Stored data
■ ■ ■ ■ ■ ■ ■
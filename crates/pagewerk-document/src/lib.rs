// SPDX-License-Identifier: PMPL-1.0-or-later
// Copyright (c) 2026 Jonathan D.A. Jewell (hyperpolymath) <jonathan.jewell@open.ac.uk>
//
// pagewerk-document — Photo documents for Pagewerk.
//
// Encodes an ordered list of photos into a PDF with one fixed-size page per
// photo (orientation fixed, scaled down to fit, centred), and decodes PDF
// pages back into raster images.

pub mod decoder;
pub mod encoder;
pub mod image;
pub mod layout;
pub mod pdf;
pub mod progress;

// Re-export the primary types so callers can use `pagewerk_document::DocumentEncoder` etc.
pub use decoder::DocumentDecoder;
pub use encoder::{DocumentEncoder, EncoderOptions};
pub use self::image::{BitmapSource, FileBitmapSource, MemoryBitmapSource, OrientationTag, SourceImage};
pub use layout::{TransformMatrix, compute_transform, fit_to_page};
pub use pdf::{PageDocument, PdfReader};
pub use progress::{NoProgress, ProgressReporter, RecordedEvent, RecordingReporter};
use crossterm::{
    event::{self, Event, KeyCode, KeyEventKind},
    terminal::{disable_raw_mode, enable_raw_mode, EnterAlternateScreen, LeaveAlternateScreen},
    ExecutableCommand,
};
use ratatui::{
    backend::CrosstermBackend,
    layout::{Alignment, Constraint, Layout, Rect},
    style::{Color, Style},
    text::{Line, Span},
    widgets::{Block, Borders, Paragraph},
    Frame, Terminal,
};
use std::{
    io::{self, stdout},
    time::{Duration, Instant},
};

use gridclash::game::{
    Cell, Effect, Game, GamePhase, PlayerColor, PowerUp, RoundOutcome, POWER_UP_SPAWN_SECS,
};

// ============================================================================
// Visual Constants
// ============================================================================

const CELL_WIDTH: u16 = 2;
const CURSOR_CHAR: &str = "██";
const OWNED_CHAR: &str = "▒▒";
const EMPTY_CHAR: &str = "  ";

// ============================================================================
// Color Mapping
// ============================================================================

fn player_color(color: PlayerColor) -> Color {
    match color {
        PlayerColor::Pink => Color::Magenta,
        PlayerColor::Green => Color::Green,
    }
}

fn power_up_style(power_up: PowerUp) -> Style {
    match power_up.effect() {
        Effect::Claim => Style::default().fg(Color::Yellow),
        Effect::Clear => Style::default().fg(Color::Red),
    }
}

// ============================================================================
// Rendering
// ============================================================================

fn render(frame: &mut Frame, game: &Game) {
    let area = frame.size();

    match game.phase {
        GamePhase::Ready => render_ready(frame, area),
        GamePhase::Playing => render_game(frame, game, area),
        GamePhase::Finished => render_finished(frame, game, area),
    }
}

fn render_game(frame: &mut Frame, game: &Game, area: Rect) {
    let rows = game.grid.rows() as u16;
    let grid_display_width = rows * CELL_WIDTH + 2;
    let grid_display_height = rows + 2;
    let info_width = 20;
    let total_width = grid_display_width + info_width + 2;
    let total_height = grid_display_height + 3;

    let main_area = centered_rect(total_width, total_height, area);

    let vertical = Layout::vertical([
        Constraint::Length(grid_display_height),
        Constraint::Fill(1),
    ])
    .split(main_area);

    let game_row = vertical[0];

    let horizontal = Layout::horizontal([
        Constraint::Length(grid_display_width),
        Constraint::Length(info_width),
    ])
    .split(game_row);

    render_grid(frame, game, horizontal[0]);
    render_info(frame, game, horizontal[1]);

    let controls_area = Rect {
        x: area.x,
        y: game_row.y + game_row.height,
        width: area.width,
        height: 2,
    };

    if controls_area.y + 1 < area.height {
        let controls = Paragraph::new(vec![Line::from(
            "P1: Arrows | P2: WASD | Q/ESC: Quit",
        )])
        .alignment(Alignment::Center)
        .style(Style::default().fg(Color::DarkGray));
        frame.render_widget(controls, controls_area);
    }
}

fn render_grid(frame: &mut Frame, game: &Game, area: Rect) {
    let block = Block::default()
        .borders(Borders::ALL)
        .title(" GridClash ")
        .title_alignment(Alignment::Center);

    let inner = block.inner(area);
    frame.render_widget(block, area);

    let rows = game.grid.rows();
    let mut lines: Vec<Line> = Vec::new();

    for x in 0..rows {
        let mut spans: Vec<Span> = Vec::new();

        for y in 0..rows {
            let span = match game.grid.cell_at(x, y) {
                Some(cell) => cell_span(game, cell),
                None => Span::raw(EMPTY_CHAR),
            };
            spans.push(span);
        }

        lines.push(Line::from(spans));
    }

    let paragraph = Paragraph::new(lines);
    frame.render_widget(paragraph, inner);
}

fn cell_span<'a>(game: &Game, cell: &Cell) -> Span<'a> {
    if let Some(owner) = cell.owner() {
        let color = player_color(game.player(owner).color);
        if cell.is_occupied() {
            return Span::styled(CURSOR_CHAR, Style::default().fg(color));
        }
        if let Some(power_up) = cell.power_up() {
            return Span::styled(power_up.icon(), power_up_style(power_up));
        }
        return Span::styled(OWNED_CHAR, Style::default().fg(color));
    }

    match cell.power_up() {
        Some(power_up) => Span::styled(power_up.icon(), power_up_style(power_up)),
        None => Span::raw(EMPTY_CHAR),
    }
}

fn render_info(frame: &mut Frame, game: &Game, area: Rect) {
    let block = Block::default()
        .borders(Borders::ALL)
        .title(" Scores ")
        .title_alignment(Alignment::Center);

    let inner = block.inner(area);
    frame.render_widget(block, area);

    let mut lines = vec![Line::from("")];
    for player in &game.players {
        lines.push(Line::from(Span::styled(
            format!("{} player", player.color.label()),
            Style::default().fg(player_color(player.color)),
        )));
        lines.push(Line::from(format!("{}", player.score)));
        lines.push(Line::from(""));
    }

    lines.push(Line::from(Span::styled(
        "Time",
        Style::default().fg(Color::Yellow),
    )));
    lines.push(Line::from(format!("{}s", game.time_left)));

    let paragraph = Paragraph::new(lines).alignment(Alignment::Center);
    frame.render_widget(paragraph, inner);
}

fn render_ready(frame: &mut Frame, area: Rect) {
    let text = vec![
        Line::from(""),
        Line::from(Span::styled("GRIDCLASH", Style::default().fg(Color::Cyan))),
        Line::from(""),
        Line::from("Claim more cells than"),
        Line::from("your opponent before"),
        Line::from("the clock runs out."),
        Line::from(""),
        Line::from(Span::styled(
            "Press Enter to start",
            Style::default().fg(Color::DarkGray),
        )),
    ];

    let paragraph = Paragraph::new(text).alignment(Alignment::Center).block(
        Block::default()
            .borders(Borders::ALL)
            .title(" GridClash ")
            .title_alignment(Alignment::Center),
    );

    let popup_area = centered_rect(28, 12, area);
    frame.render_widget(paragraph, popup_area);
}

fn render_finished(frame: &mut Frame, game: &Game, area: Rect) {
    // Keep the final board visible behind the popup
    render_game(frame, game, area);

    let outcome = match game.outcome() {
        RoundOutcome::Draw => "It's a draw!".to_string(),
        RoundOutcome::Winner(id) => {
            format!("The {} player wins!", game.player(id).color.label())
        }
    };

    let mut text = vec![
        Line::from(""),
        Line::from(Span::styled("TIME'S UP", Style::default().fg(Color::Red))),
        Line::from(""),
        Line::from(outcome),
        Line::from(""),
    ];
    for player in &game.players {
        text.push(Line::from(Span::styled(
            format!("{}: {}", player.color.label(), player.score),
            Style::default().fg(player_color(player.color)),
        )));
    }
    text.push(Line::from(""));
    text.push(Line::from(Span::styled(
        "R: restart | Q: quit",
        Style::default().fg(Color::DarkGray),
    )));

    let paragraph = Paragraph::new(text).alignment(Alignment::Center).block(
        Block::default()
            .borders(Borders::ALL)
            .title(" Round Over ")
            .title_alignment(Alignment::Center)
            .style(Style::default().bg(Color::Black)),
    );

    let popup_area = centered_rect(30, 13, area);
    frame.render_widget(paragraph, popup_area);
}

fn centered_rect(width: u16, height: u16, area: Rect) -> Rect {
    let horizontal = Layout::horizontal([
        Constraint::Fill(1),
        Constraint::Length(width.min(area.width)),
        Constraint::Fill(1),
    ])
    .split(area);

    let vertical = Layout::vertical([
        Constraint::Fill(1),
        Constraint::Length(height.min(area.height)),
        Constraint::Fill(1),
    ])
    .split(horizontal[1]);

    vertical[1]
}

// ============================================================================
// Main Loop
// ============================================================================

fn normalize(code: KeyCode) -> KeyCode {
    match code {
        KeyCode::Char(c) => KeyCode::Char(c.to_ascii_lowercase()),
        other => other,
    }
}

fn main() -> io::Result<()> {
    // Setup terminal
    enable_raw_mode()?;
    stdout().execute(EnterAlternateScreen)?;
    let backend = CrosstermBackend::new(stdout());
    let mut terminal = Terminal::new(backend)?;

    let mut game = Game::new();
    let mut last_tick = Instant::now();
    let mut last_spawn = Instant::now();
    let tick_duration = Duration::from_secs(1);
    let spawn_duration = Duration::from_secs(POWER_UP_SPAWN_SECS);

    // Main loop
    loop {
        terminal.draw(|frame| render(frame, &game))?;

        let timeout = tick_duration
            .checked_sub(last_tick.elapsed())
            .unwrap_or(Duration::ZERO);

        if event::poll(timeout)? {
            if let Event::Key(key) = event::read()? {
                if key.kind == KeyEventKind::Press {
                    match key.code {
                        // Always allow quit
                        KeyCode::Esc | KeyCode::Char('q') | KeyCode::Char('Q') => break,
                        KeyCode::Enter if game.phase == GamePhase::Ready => {
                            game.start();
                            last_tick = Instant::now();
                            last_spawn = Instant::now();
                        }
                        KeyCode::Char('r') | KeyCode::Char('R')
                            if game.phase == GamePhase::Finished =>
                        {
                            game.restart();
                            last_tick = Instant::now();
                            last_spawn = Instant::now();
                        }
                        code if game.phase == GamePhase::Playing => {
                            game.handle_key(normalize(code));
                        }
                        _ => {}
                    }
                }
            }
        }

        if game.phase == GamePhase::Playing {
            if last_tick.elapsed() >= tick_duration {
                game.tick_second();
                last_tick = Instant::now();
            }
            if last_spawn.elapsed() >= spawn_duration {
                game.spawn_power_up();
                last_spawn = Instant::now();
            }
        }
    }

    // Restore terminal
    disable_raw_mode()?;
    stdout().execute(LeaveAlternateScreen)?;

    Ok(())
}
■ ■ ■ ■ ■ ■ ■
*Description of the task:*
From the entries, copy out each line containing the word "owner".

*Exercise response:*
    if let Some(owner) = cell.owner() {
        let color = player_color(game.player(owner).color);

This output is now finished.